[发明专利]一种基因组混样测序文库的制备方法

摘要

本发明涉及分子生物学技术领域，公开了一种基因组混样测序文库的制备方法，包含下述步骤：(1)基因组DNA超声波打断；(2)打断产物进行纯化和末端修复；(3)修复产物进行纯化和接头连接；(4)连接产物纯化回收和浓度测定；(5)混样和片段筛选；(6)片段筛选后的产物进行PCR扩增；(7)纯化PCR产物，得到测序文库；(8)文库质检和上机测序。
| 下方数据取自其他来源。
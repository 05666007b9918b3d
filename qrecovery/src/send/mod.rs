//! The send half of a stream: buffering, per-stream flow control, and FIN sequencing.

pub mod sndbuf;

use bytes::Bytes;
use qbase::{
    error::{ErrorKind, QuicError},
    frame::{ResetStreamFrame, StopSendingFrame, StreamFrame},
    sid::StreamId,
};

use self::sndbuf::SendBuf;

/// State of the local (sending) half of a stream.
///
/// See spec §4.2: `idle -> open -> half-closed-local -> closed`, short-circuited
/// to `closed` the moment a RESET_STREAM is sent and fully acknowledged.
#[derive(Debug, Clone, Copy, PartialEq, Eq)]
pub enum SendState {
    Ready,
    Sending,
    /// All data (and FIN, if any) has been written to the buffer; still draining unacked bytes.
    DataSent,
    /// Every byte, including FIN, has been acknowledged.
    DataRecvd,
    ResetSent { error_code: u64 },
    ResetRecvd { error_code: u64 },
}

impl SendState {
    pub fn is_terminal(&self) -> bool {
        matches!(self, SendState::DataRecvd | SendState::ResetRecvd { .. })
    }

    pub fn is_reset(&self) -> bool {
        matches!(self, SendState::ResetSent { .. } | SendState::ResetRecvd { .. })
    }
}

/// The send side of one stream.
#[derive(Debug)]
pub struct Sender {
    sid: StreamId,
    state: SendState,
    buf: SendBuf,
    /// Peer-advertised `max_stream_data` for data we send on this stream.
    peer_window: u64,
    fin_length: Option<u64>,
    blocked_at: Option<u64>,
    /// Ranges a packet carrying them was declared lost, due to be re-read
    /// from `buf` and re-emitted ahead of any never-before-sent data.
    lost: std::collections::VecDeque<(u64, usize, bool)>,
}

impl Sender {
    pub fn new(sid: StreamId, initial_peer_window: u64) -> Self {
        Self {
            sid,
            state: SendState::Ready,
            buf: SendBuf::default(),
            peer_window: initial_peer_window,
            fin_length: None,
            blocked_at: None,
            lost: std::collections::VecDeque::new(),
        }
    }

    pub fn state(&self) -> SendState {
        self.state
    }

    /// Queue `data` for sending, marking the stream finished if `fin` is set.
    pub fn write(&mut self, data: Bytes, fin: bool) -> Result<(), QuicError> {
        if self.fin_length.is_some() {
            return Err(QuicError::with_default_fty(
                ErrorKind::StreamState,
                format!("{:?}: write after FIN", self.sid),
            ));
        }
        if !data.is_empty() {
            self.buf.write(data);
        }
        if self.state == SendState::Ready {
            self.state = SendState::Sending;
        }
        if fin {
            self.fin_length = Some(self.buf.written());
        }
        Ok(())
    }

    pub fn update_peer_window(&mut self, max: u64) {
        // MAX_STREAM_DATA never regresses the window (spec §8 boundary behavior).
        self.peer_window = self.peer_window.max(max);
    }

    pub fn peer_window(&self) -> u64 {
        self.peer_window
    }

    /// Whether there is data the peer's flow-control window permits sending right now.
    pub fn has_sendable(&self) -> bool {
        !self.state.is_reset() && (!self.lost.is_empty() || (self.buf.sent() < self.peer_window && self.buf.has_pending()))
    }

    /// Draw up to `max_len` unsent bytes, respecting the peer's per-stream
    /// flow-control window and the `conn_budget` bytes the connection-level
    /// controller still permits this stream to consume fresh (spec §3:
    /// "per-stream outstanding bytes ≤ stream `max_stream_data`" and "total
    /// outstanding bytes across streams ≤ connection `max_data`").
    /// Retransmission of a lost range always takes priority over fresh data
    /// and ignores `conn_budget`, since it was already counted against both
    /// windows once. Returns the frame header (without data), the payload,
    /// and whether this was a retransmission (the caller must not re-count
    /// retransmitted bytes against the connection-level controller).
    pub fn emit(&mut self, max_len: usize, conn_budget: u64) -> Option<(StreamFrame, Bytes, bool)> {
        if self.state.is_reset() {
            return None;
        }
        while let Some((offset, len, is_fin)) = self.lost.front().copied() {
            if offset + len as u64 <= self.buf.acked_to() {
                // Acknowledged by a later ACK before the retransmit went out.
                self.lost.pop_front();
                continue;
            }
            let take = len.min(max_len);
            let Some(data) = self.buf.retransmit(offset, take) else {
                self.lost.pop_front();
                continue;
            };
            if take == len {
                self.lost.pop_front();
            } else {
                self.lost[0] = (offset + take as u64, len - take, is_fin);
            }
            return Some((StreamFrame::new(self.sid, offset, data.len(), is_fin && take == len), data, true));
        }
        let budget = self.peer_window.saturating_sub(self.buf.sent()).min(conn_budget);
        if budget == 0 {
            self.blocked_at = Some(self.peer_window);
            return None;
        }
        let (offset, data) = self.buf.pick_up(max_len.min(budget as usize))?;
        let is_fin = self.fin_length == Some(offset + data.len() as u64);
        if is_fin && self.state == SendState::Sending {
            self.state = SendState::DataSent;
        }
        Some((StreamFrame::new(self.sid, offset, data.len(), is_fin), data, false))
    }

    /// A packet carrying `[offset, offset+len)` of this stream's data was
    /// declared lost: queue it for re-emission ahead of fresh data (spec §4.4).
    pub fn queue_lost(&mut self, offset: u64, len: usize, is_fin: bool) {
        if len == 0 && !is_fin {
            return;
        }
        self.lost.push_back((offset, len, is_fin));
    }

    /// Whether a STREAM_DATA_BLOCKED should be (re-)emitted, and at what limit.
    pub fn blocked(&self) -> Option<u64> {
        self.blocked_at
    }

    pub fn clear_blocked(&mut self) {
        self.blocked_at = None;
    }

    /// Re-queue a previously-sent range for retransmission after loss.
    pub fn on_range_lost(&self, offset: u64, len: usize) -> Option<Bytes> {
        self.buf.retransmit(offset, len)
    }

    pub fn on_range_acked(&mut self, offset: u64, len: usize, is_fin: bool) {
        self.buf.ack(offset, offset + len as u64);
        if is_fin || self.buf.is_all_acked() && self.fin_length == Some(self.buf.acked_to()) {
            if matches!(self.state, SendState::DataSent) {
                self.state = SendState::DataRecvd;
            }
        }
    }

    /// Locally abort the send side: emits a RESET_STREAM.
    pub fn reset(&mut self, error_code: u64) -> ResetStreamFrame {
        let final_size = self.fin_length.unwrap_or(self.buf.written());
        self.state = SendState::ResetSent { error_code };
        ResetStreamFrame {
            stream_id: self.sid,
            app_error_code: qbase::varint::VarInt::try_from(error_code).unwrap_or(qbase::varint::VarInt::ZERO),
            final_size: qbase::varint::VarInt::try_from(final_size).unwrap_or(qbase::varint::VarInt::ZERO),
        }
    }

    pub fn on_reset_acked(&mut self) {
        if let SendState::ResetSent { error_code } = self.state {
            self.state = SendState::ResetRecvd { error_code };
        }
    }

    /// Handle an incoming STOP_SENDING: per the Open Questions, this implementation
    /// auto-responds with RESET_STREAM (see SPEC_FULL.md §4.2a); the caller is
    /// responsible for actually queuing the returned frame for transmission.
    pub fn on_stop_sending(&mut self, frame: &StopSendingFrame) -> Option<ResetStreamFrame> {
        if self.state.is_reset() {
            return None;
        }
        Some(self.reset(frame.app_error_code.into_inner()))
    }
}
//! The receive half of a stream: reassembly, flow control, and FIN detection.

pub mod rcvbuf;

use bytes::{Bytes, BytesMut};
use qbase::{
    error::{ErrorKind, QuicError},
    frame::StreamFrame,
    sid::StreamId,
};

use self::rcvbuf::RecvBuf;

/// State of the remote (receiving) half of a stream.
///
/// See spec §4.2: `idle -> open -> half-closed-remote -> closed`, or directly
/// to a reset state on RESET_STREAM.
#[derive(Debug, Clone, Copy, PartialEq, Eq)]
pub enum RecvState {
    Recv,
    /// FIN has been received; everything up to it may still be buffered out of order.
    SizeKnown,
    DataRecvd,
    /// The application has consumed every byte up to and including FIN.
    DataRead,
    ResetRecvd { error_code: u64 },
    ResetRead { error_code: u64 },
}

impl RecvState {
    pub fn is_closed(&self) -> bool {
        matches!(self, RecvState::DataRead | RecvState::ResetRead { .. })
    }
}

/// Outcome of delivering one STREAM frame, telling the caller what follow-up
/// work (if any) it must schedule.
#[derive(Debug, Clone, Copy, Default, PartialEq, Eq)]
pub struct DeliveryEffect {
    /// New contiguous bytes became available to read.
    pub became_readable: bool,
    /// The stream's FIN has now been seen (not necessarily read yet).
    pub fin_reached: bool,
    /// An immediate ACK should be scheduled (spec §4.3 ACK-delay rule (a)/(b)).
    pub ack_immediately: bool,
}

/// The receive side of one stream.
#[derive(Debug)]
pub struct Recver {
    sid: StreamId,
    state: RecvState,
    buf: RecvBuf,
    /// Our advertised `max_stream_data` limit for data the peer sends us.
    window: u64,
    final_size: Option<u64>,
}

impl Recver {
    pub fn new(sid: StreamId, initial_window: u64) -> Self {
        Self {
            sid,
            state: RecvState::Recv,
            buf: RecvBuf::default(),
            window: initial_window,
            final_size: None,
        }
    }

    pub fn state(&self) -> RecvState {
        self.state
    }

    /// Whether contiguous, unread bytes are sitting in the receive buffer right now.
    pub fn is_readable(&self) -> bool {
        self.buf.is_readable()
    }

    pub fn window(&self) -> u64 {
        self.window
    }

    /// Deliver a STREAM frame's payload. Implements the delivery algorithm of
    /// spec §4.2 steps 2-5; duplicate/ignored data returns a no-op effect
    /// rather than an error.
    pub fn recv(&mut self, frame: &StreamFrame, data: Bytes) -> Result<DeliveryEffect, QuicError> {
        if self.state.is_closed() || matches!(self.state, RecvState::ResetRecvd { .. }) {
            return Ok(DeliveryEffect::default());
        }

        let offset = frame.offset.into_inner();
        let end = offset + frame.length as u64;

        if let Some(final_size) = self.final_size {
            if end > final_size || (frame.is_fin && end != final_size) {
                return Err(QuicError::with_default_fty(
                    ErrorKind::FinalSize,
                    format!("{:?}: stream data extends past its final size", self.sid),
                ));
            }
        }
        if end > self.window {
            return Err(QuicError::with_default_fty(
                ErrorKind::FlowControl,
                format!("{:?}: stream data exceeds the advertised max_stream_data", self.sid),
            ));
        }

        let was_readable = self.buf.is_readable();
        let gap_closed = !was_readable && end > self.buf.nread() && offset <= self.buf.nread();
        self.buf.recv(offset, data);

        let mut effect = DeliveryEffect {
            became_readable: self.buf.is_readable() && !was_readable,
            ack_immediately: gap_closed,
            fin_reached: false,
        };

        if frame.is_fin {
            self.final_size = Some(end);
            if matches!(self.state, RecvState::Recv) {
                self.state = RecvState::SizeKnown;
            }
        }

        if let Some(final_size) = self.final_size {
            if self.buf.nread() + self.buf.available() >= final_size && matches!(self.state, RecvState::SizeKnown) {
                self.state = RecvState::DataRecvd;
                effect.fin_reached = true;
                effect.ack_immediately = true;
            }
        }

        Ok(effect)
    }

    /// Try to read contiguous bytes into `dst`; returns the number of bytes read.
    pub fn try_read(&mut self, dst: &mut BytesMut) -> usize {
        let n = self.buf.try_read(dst);
        if matches!(self.state, RecvState::DataRecvd) && self.final_size == Some(self.buf.nread()) {
            self.state = RecvState::DataRead;
        }
        n
    }

    pub fn is_fin_delivered(&self) -> bool {
        matches!(self.state, RecvState::DataRecvd | RecvState::DataRead)
    }

    /// How much of the window is consumed; the caller uses this to decide
    /// whether to bump `max_stream_data` (spec §4.2 flow control: "at ≥ half").
    pub fn consumed_ratio(&self) -> (u64, u64) {
        (self.buf.nread(), self.window)
    }

    /// The highest stream offset received so far, used for connection-level
    /// flow control accounting (which counts received, not yet-read, bytes).
    pub fn largest_offset(&self) -> u64 {
        self.buf.largest_offset()
    }

    /// Increase (never decrease) our advertised window, returning the new value
    /// if it actually grew, for the caller to encode into a MAX_STREAM_DATA frame.
    pub fn maybe_grow_window(&mut self) -> Option<u64> {
        let (nread, window) = self.consumed_ratio();
        if nread * 2 >= window {
            let new_window = window.max(nread * 2).max(window + 1);
            self.window = new_window;
            Some(new_window)
        } else {
            None
        }
    }

    /// Receipt of a RESET_STREAM: per spec §4.2, moves the stream directly to closed.
    pub fn on_reset(&mut self, error_code: u64, final_size: u64) -> Result<(), QuicError> {
        if let Some(known) = self.final_size {
            if known != final_size {
                return Err(QuicError::with_default_fty(
                    ErrorKind::FinalSize,
                    format!("{:?}: RESET_STREAM final size disagrees with data already seen", self.sid),
                ));
            }
        }
        self.final_size = Some(final_size);
        self.state = RecvState::ResetRecvd { error_code };
        Ok(())
    }

    pub fn on_reset_read(&mut self) {
        if let RecvState::ResetRecvd { error_code } = self.state {
            self.state = RecvState::ResetRead { error_code };
        }
    }
}

#[cfg(test)]
mod tests {
    use qbase::sid::{Dir, Role};

    use super::*;

    fn sid() -> StreamId {
        StreamId::new(Role::Client, Dir::Bidi, 0)
    }

    #[test]
    fn reordered_frames_deliver_in_order_with_fin() {
        let mut recver = Recver::new(sid(), 1000);
        let second = StreamFrame::new(sid(), 3, 3, true);
        let effect = recver.recv(&second, Bytes::from_static(b"def")).unwrap();
        assert!(!effect.became_readable);

        let first = StreamFrame::new(sid(), 0, 3, false);
        let effect = recver.recv(&first, Bytes::from_static(b"abc")).unwrap();
        assert!(effect.became_readable);
        assert!(effect.fin_reached);

        let mut dst = BytesMut::new();
        recver.try_read(&mut dst);
        assert_eq!(&dst[..], b"abcdef");
        assert!(recver.is_fin_delivered());
    }

    #[test]
    fn zero_length_non_fin_is_noop() {
        let mut recver = Recver::new(sid(), 1000);
        let frame = StreamFrame::new(sid(), 0, 0, false);
        let effect = recver.recv(&frame, Bytes::new()).unwrap();
        assert_eq!(effect, DeliveryEffect::default());
    }

    #[test]
    fn exceeding_window_is_flow_control_error() {
        let mut recver = Recver::new(sid(), 10);
        let frame = StreamFrame::new(sid(), 5, 10, false);
        let err = recver.recv(&frame, Bytes::from_static(b"0123456789")).unwrap_err();
        assert_eq!(err.kind, ErrorKind::FlowControl);
    }
}
//! Stream reassembly, flow control, and per-packet-number-space ACK
//! bookkeeping for a QUIC transport connection.
//!
//! This crate has no notion of a connection's lifecycle, encryption, or
//! wire I/O; it only holds the state a connection drives through its own
//! event loop: [`streams::DataStreams`] for application data, and
//! [`journal::Journal`] per packet-number space for loss detection and ACK
//! synthesis.

pub mod journal;
pub mod recv;
pub mod send;
pub mod stream;
pub mod streams;

pub use streams::{DataStreams, StreamWindows};
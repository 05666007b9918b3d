//! Connection-level error types.
//!
//! See [section-20](https://www.rfc-editor.org/rfc/rfc9000.html#section-20)
//! of [QUIC](https://www.rfc-editor.org/rfc/rfc9000.html) for the transport
//! error code registry.

use crate::{frame::FrameType, varint::VarInt};

/// QUIC transport error codes.
///
/// See [table-11](https://www.rfc-editor.org/rfc/rfc9000.html#table-11) of
/// [QUIC](https://www.rfc-editor.org/rfc/rfc9000.html).
#[derive(Debug, Clone, Copy, PartialEq, Eq)]
pub enum ErrorKind {
    NoError,
    Internal,
    ConnectionRefused,
    FlowControl,
    StreamLimit,
    StreamState,
    FinalSize,
    FrameEncoding,
    TransportParameter,
    ConnectionIdLimit,
    ProtocolViolation,
    InvalidToken,
    Application,
    CryptoBufferExceeded,
    KeyUpdateError,
    AeadLimitReached,
    NoViablePath,
    /// `CRYPTO_ERROR (0x0100-0x01ff)`: the low byte carries the TLS alert.
    Crypto(u8),
}

impl ErrorKind {
    /// Convert to the wire-format `VarInt` code.
    pub const fn code(self) -> u64 {
        match self {
            ErrorKind::NoError => 0x0,
            ErrorKind::Internal => 0x1,
            ErrorKind::ConnectionRefused => 0x2,
            ErrorKind::FlowControl => 0x3,
            ErrorKind::StreamLimit => 0x4,
            ErrorKind::StreamState => 0x5,
            ErrorKind::FinalSize => 0x6,
            ErrorKind::FrameEncoding => 0x7,
            ErrorKind::TransportParameter => 0x8,
            ErrorKind::ConnectionIdLimit => 0x9,
            ErrorKind::ProtocolViolation => 0xa,
            ErrorKind::InvalidToken => 0xb,
            ErrorKind::Application => 0xc,
            ErrorKind::CryptoBufferExceeded => 0xd,
            ErrorKind::KeyUpdateError => 0xe,
            ErrorKind::AeadLimitReached => 0xf,
            ErrorKind::NoViablePath => 0x10,
            ErrorKind::Crypto(alert) => 0x0100 | alert as u64,
        }
    }
}

impl From<ErrorKind> for VarInt {
    fn from(kind: ErrorKind) -> Self {
        VarInt::try_from(kind.code()).expect("transport error codes fit in a varint")
    }
}

/// A connection-level protocol error: an [`ErrorKind`], the frame type that triggered it
/// (if any), and a human-readable reason carried in the CONNECTION_CLOSE frame.
#[derive(Debug, Clone, thiserror::Error)]
#[error("{kind:?} ({reason}){}", frame_type.map(|t| format!(" while processing {t:?}")).unwrap_or_default())]
pub struct QuicError {
    pub kind: ErrorKind,
    pub frame_type: Option<FrameType>,
    pub reason: String,
}

impl QuicError {
    pub fn new(kind: ErrorKind, frame_type: impl Into<Option<FrameType>>, reason: impl Into<String>) -> Self {
        Self {
            kind,
            frame_type: frame_type.into(),
            reason: reason.into(),
        }
    }

    pub fn with_default_fty(kind: ErrorKind, reason: impl Into<String>) -> Self {
        Self::new(kind, None, reason)
    }
}

/// Either a local protocol error that must close the connection, or the peer's own
/// CONNECTION_CLOSE, received and recorded.
#[derive(Debug, Clone, thiserror::Error)]
pub enum Error {
    #[error(transparent)]
    Quic(#[from] QuicError),
    #[error("connection reset by peer: {0:?}")]
    Reset(crate::frame::ConnectionCloseFrame),
}

impl Error {
    pub fn is_local(&self) -> bool {
        matches!(self, Error::Quic(_))
    }
}
//! Path validation and migration (spec §4.5): recognizing a new 4-tuple,
//! challenging it with PATH_CHALLENGE, and promoting it once the matching
//! PATH_RESPONSE returns.

pub mod aa;

use std::net::SocketAddr;

use qbase::frame::{PathChallengeFrame, PathResponseFrame};
use rand::RngCore;
use tokio::time::Instant;

pub use aa::AntiAmplifier;

/// Where a path's validation currently stands.
#[derive(Debug, Clone, Copy, PartialEq, Eq)]
pub enum PathState {
    /// The path the handshake completed on; always considered valid.
    Validated,
    /// A PATH_CHALLENGE with the given nonce is outstanding, sent at `since`.
    Validating { nonce: [u8; 8], since: Instant },
}

/// One network path a connection has seen traffic from.
#[derive(Debug)]
pub struct Path {
    peer_addr: SocketAddr,
    state: PathState,
    anti_amplifier: AntiAmplifier,
}

impl Path {
    /// The path a connection starts on (the handshake's peer address),
    /// already validated by virtue of completing the handshake there.
    pub fn initial(peer_addr: SocketAddr) -> Self {
        Self {
            peer_addr,
            state: PathState::Validated,
            anti_amplifier: AntiAmplifier::new(),
        }
    }

    /// A newly observed 4-tuple: unvalidated until challenged and answered.
    pub fn new_unvalidated(peer_addr: SocketAddr) -> Self {
        Self {
            peer_addr,
            state: PathState::Validating {
                nonce: random_nonce(),
                since: Instant::now(),
            },
            anti_amplifier: AntiAmplifier::new(),
        }
    }

    pub fn peer_addr(&self) -> SocketAddr {
        self.peer_addr
    }

    pub fn is_validated(&self) -> bool {
        matches!(self.state, PathState::Validated)
    }

    pub fn anti_amplifier(&self) -> &AntiAmplifier {
        &self.anti_amplifier
    }

    /// The PATH_CHALLENGE to (re-)send for this path, if one is outstanding.
    pub fn challenge(&self) -> Option<PathChallengeFrame> {
        match self.state {
            PathState::Validating { nonce, .. } => Some(PathChallengeFrame { data: nonce }),
            PathState::Validated => None,
        }
    }

    /// A PATH_RESPONSE arrived; promote the path if its nonce matches the
    /// outstanding challenge.
    pub fn on_response(&mut self, response: &PathResponseFrame) -> bool {
        match self.state {
            PathState::Validating { nonce, .. } if nonce == response.data => {
                self.state = PathState::Validated;
                self.anti_amplifier.validate();
                true
            }
            _ => false,
        }
    }

    /// A datagram arrived on this path: credit it against the anti-amplification limit.
    pub fn on_rcvd(&self, amount: usize) {
        self.anti_amplifier.on_rcvd(amount);
    }

    /// How many bytes may still be sent on this path right now.
    pub fn send_budget(&self) -> Option<usize> {
        self.anti_amplifier.balance()
    }

    pub fn on_sent(&self, amount: usize) {
        self.anti_amplifier.on_sent(amount);
    }
}

fn random_nonce() -> [u8; 8] {
    let mut nonce = [0u8; 8];
    rand::rng().fill_bytes(&mut nonce);
    nonce
}

#[cfg(test)]
mod tests {
    use super::*;

    fn addr() -> SocketAddr {
        "127.0.0.1:9000".parse().unwrap()
    }

    #[test]
    fn matching_response_validates_the_path() {
        let mut path = Path::new_unvalidated(addr());
        let challenge = path.challenge().unwrap();
        assert!(!path.is_validated());
        assert!(path.on_response(&PathResponseFrame { data: challenge.data }));
        assert!(path.is_validated());
        assert!(path.challenge().is_none());
    }

    #[test]
    fn mismatched_response_is_ignored() {
        let mut path = Path::new_unvalidated(addr());
        assert!(!path.on_response(&PathResponseFrame { data: [0xff; 8] }));
        assert!(!path.is_validated());
    }
}
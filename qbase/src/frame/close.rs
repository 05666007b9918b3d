//! CONNECTION_CLOSE: either the transport-layer (0x1c) or application-layer (0x1d) variant.

use bytes::{BufMut, Bytes};

use super::{EncodeFrame, FrameType, GetFrameType, error::Error, io::WriteFrame};
use crate::{
    error::ErrorKind,
    varint::{VarInt, WriteVarInt, be_varint},
};

/// A transport-layer CONNECTION_CLOSE (type 0x1c): carries a transport error
/// code and, optionally, the frame type that triggered it.
#[derive(Debug, Clone, Eq, PartialEq)]
pub struct QuicCloseFrame {
    pub error_code: VarInt,
    pub frame_type: VarInt,
    pub reason: Bytes,
}

/// An application-layer CONNECTION_CLOSE (type 0x1d): carries an
/// application-defined error code with no frame type.
#[derive(Debug, Clone, Eq, PartialEq)]
pub struct AppCloseFrame {
    pub error_code: VarInt,
    pub reason: Bytes,
}

#[derive(Debug, Clone, Eq, PartialEq)]
pub enum ConnectionCloseFrame {
    Quic(QuicCloseFrame),
    App(AppCloseFrame),
}

impl ConnectionCloseFrame {
    pub fn quic(kind: ErrorKind, frame_type: Option<FrameType>, reason: impl Into<Bytes>) -> Self {
        Self::Quic(QuicCloseFrame {
            error_code: kind.into(),
            frame_type: frame_type.map(VarInt::from).unwrap_or(VarInt::from_u32(0)),
            reason: reason.into(),
        })
    }

    pub fn app(error_code: u64, reason: impl Into<Bytes>) -> Self {
        Self::App(AppCloseFrame {
            error_code: VarInt::try_from(error_code).expect("application error code fits a varint"),
            reason: reason.into(),
        })
    }

    pub fn reason(&self) -> &[u8] {
        match self {
            ConnectionCloseFrame::Quic(f) => &f.reason,
            ConnectionCloseFrame::App(f) => &f.reason,
        }
    }
}

impl GetFrameType for ConnectionCloseFrame {
    fn frame_type(&self) -> FrameType {
        match self {
            ConnectionCloseFrame::Quic(_) => FrameType::ConnectionClose(0),
            ConnectionCloseFrame::App(_) => FrameType::ConnectionClose(1),
        }
    }
}

impl EncodeFrame for ConnectionCloseFrame {
    fn max_encoding_size(&self) -> usize {
        1 + 8 + 8 + 8 + self.reason().len()
    }

    fn encoding_size(&self) -> usize {
        let reason_len = self.reason().len();
        let reason_len_varint = VarInt::try_from(reason_len as u64).unwrap().encoding_size();
        match self {
            ConnectionCloseFrame::Quic(f) => {
                1 + f.error_code.encoding_size() + f.frame_type.encoding_size() + reason_len_varint + reason_len
            }
            ConnectionCloseFrame::App(f) => 1 + f.error_code.encoding_size() + reason_len_varint + reason_len,
        }
    }
}

impl<T: BufMut> WriteFrame<ConnectionCloseFrame> for T {
    fn put_frame(&mut self, frame: &ConnectionCloseFrame) {
        match frame {
            ConnectionCloseFrame::Quic(f) => {
                self.put_u8(0x1c);
                self.put_varint(&f.error_code);
                self.put_varint(&f.frame_type);
                self.put_varint(&VarInt::try_from(f.reason.len() as u64).expect("reason too long"));
                self.put_slice(&f.reason);
            }
            ConnectionCloseFrame::App(f) => {
                self.put_u8(0x1d);
                self.put_varint(&f.error_code);
                self.put_varint(&VarInt::try_from(f.reason.len() as u64).expect("reason too long"));
                self.put_slice(&f.reason);
            }
        }
    }
}

pub fn be_connection_close_frame(layer: u8, input: &[u8]) -> nom::IResult<&[u8], ConnectionCloseFrame, Error> {
    let (remain, error_code) =
        be_varint(input).map_err(|_| nom::Err::Error(Error::IncompleteType("CC error_code".into())))?;
    if layer == 0 {
        let (remain, frame_type) =
            be_varint(remain).map_err(|_| nom::Err::Error(Error::IncompleteType("CC frame_type".into())))?;
        let (remain, reason_len) =
            be_varint(remain).map_err(|_| nom::Err::Error(Error::IncompleteType("CC reason_len".into())))?;
        let reason_len = reason_len.into_inner() as usize;
        if remain.len() < reason_len {
            return Err(nom::Err::Error(Error::IncompleteType("CC reason".into())));
        }
        let (reason, remain) = remain.split_at(reason_len);
        Ok((
            remain,
            ConnectionCloseFrame::Quic(QuicCloseFrame {
                error_code,
                frame_type,
                reason: Bytes::copy_from_slice(reason),
            }),
        ))
    } else {
        let (remain, reason_len) =
            be_varint(remain).map_err(|_| nom::Err::Error(Error::IncompleteType("CC reason_len".into())))?;
        let reason_len = reason_len.into_inner() as usize;
        if remain.len() < reason_len {
            return Err(nom::Err::Error(Error::IncompleteType("CC reason".into())));
        }
        let (reason, remain) = remain.split_at(reason_len);
        Ok((
            remain,
            ConnectionCloseFrame::App(AppCloseFrame {
                error_code,
                reason: Bytes::copy_from_slice(reason),
            }),
        ))
    }
}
本发明提供了上述步骤(2)中兼容于Illumina二代测序仪的接头、步骤(2)(3)(4)(7)中对产物进行纯化的方法、步骤(4)中混样的方法以及步骤(6)中PCR扩增体系及程序设置，保证了本发明所提供的建库方法能够快速顺利的进行多个样本混样建库，利用本发明所提供的方法可得到数据均一度好和质量较高的测序数据。

主权项

一种基因组混样测序文库的制备方法，包括以下步骤：(1)对需要混样测序样品的基因组DNA进行超声打断，打断的插入片段为350bp；(2)对超声打断的片段进行纯化，利用NEB末端修复试剂对纯化产物进行末端修复；(3)对末端修复产物进行纯化，利用特异的含不同标签(Barcode)接头序列分别对纯化产物进行连接反应，连接试剂采用NEB快速连接试剂；接头的序列如下：P5‑P7‑F(5’‑3’)：ACACTCTTTCCCTACACGACGCTCTTCCGATCTNNNNN*TP5‑P7‑R(5’‑3’)：/5Phos/YYYYYAGATCGGAAGAGCACACGTCTGAACTCCAGTC其中，设计的P5‑P7‑R引物中的五碱基序列YYYYY与P5‑P7‑F引物中的五碱基序列NNNNN反向互补，其中NNNNN代表标签(Barcode)序列(表1)，主要用于标记混样各个样本；(4)对上述连接产物进行纯化，对后续需要混样的纯化产物逐一进行浓度测定；(5)参照上述纯化产物的浓度和总量，依据所测样本的测序量对纯化产物进行混合，混合后进行片段筛选，片段筛选采用琼脂糖电泳和切胶回收的方法；(6)利用含索引(Index)序列的PCR引物对上述的回收片段进行PCR扩增，PCR产物利用1.6倍体积的磁珠纯化两次，纯化后的产物即为测序文库；PCR引物序列为：F(5’‑3’):AATGATACGGCGACCACCGAGATCTACACTCTTTCCCTACACGACGCTCTTCCGATC，R(5’‑3’):CAAGCAGAAGACGGCATACGAGATNNNNNNGTGACTGGAGTTCAGACGTGTGCTCTTCCGATC，其中，PCR引物R序列中的NNNNNN代表索引(Index)序列，索引用于标记不同的混样文库，不同混样文库选用不同的索引(Index)引物；(7)纯化PCR产物进行纯化回收即可得到测序文库；(8)对上述测序文库进行浓度和片段大小范围检测；将文库浓度将检测合格后的文库利用Illumina公司的二代测序仪进行高通量测序。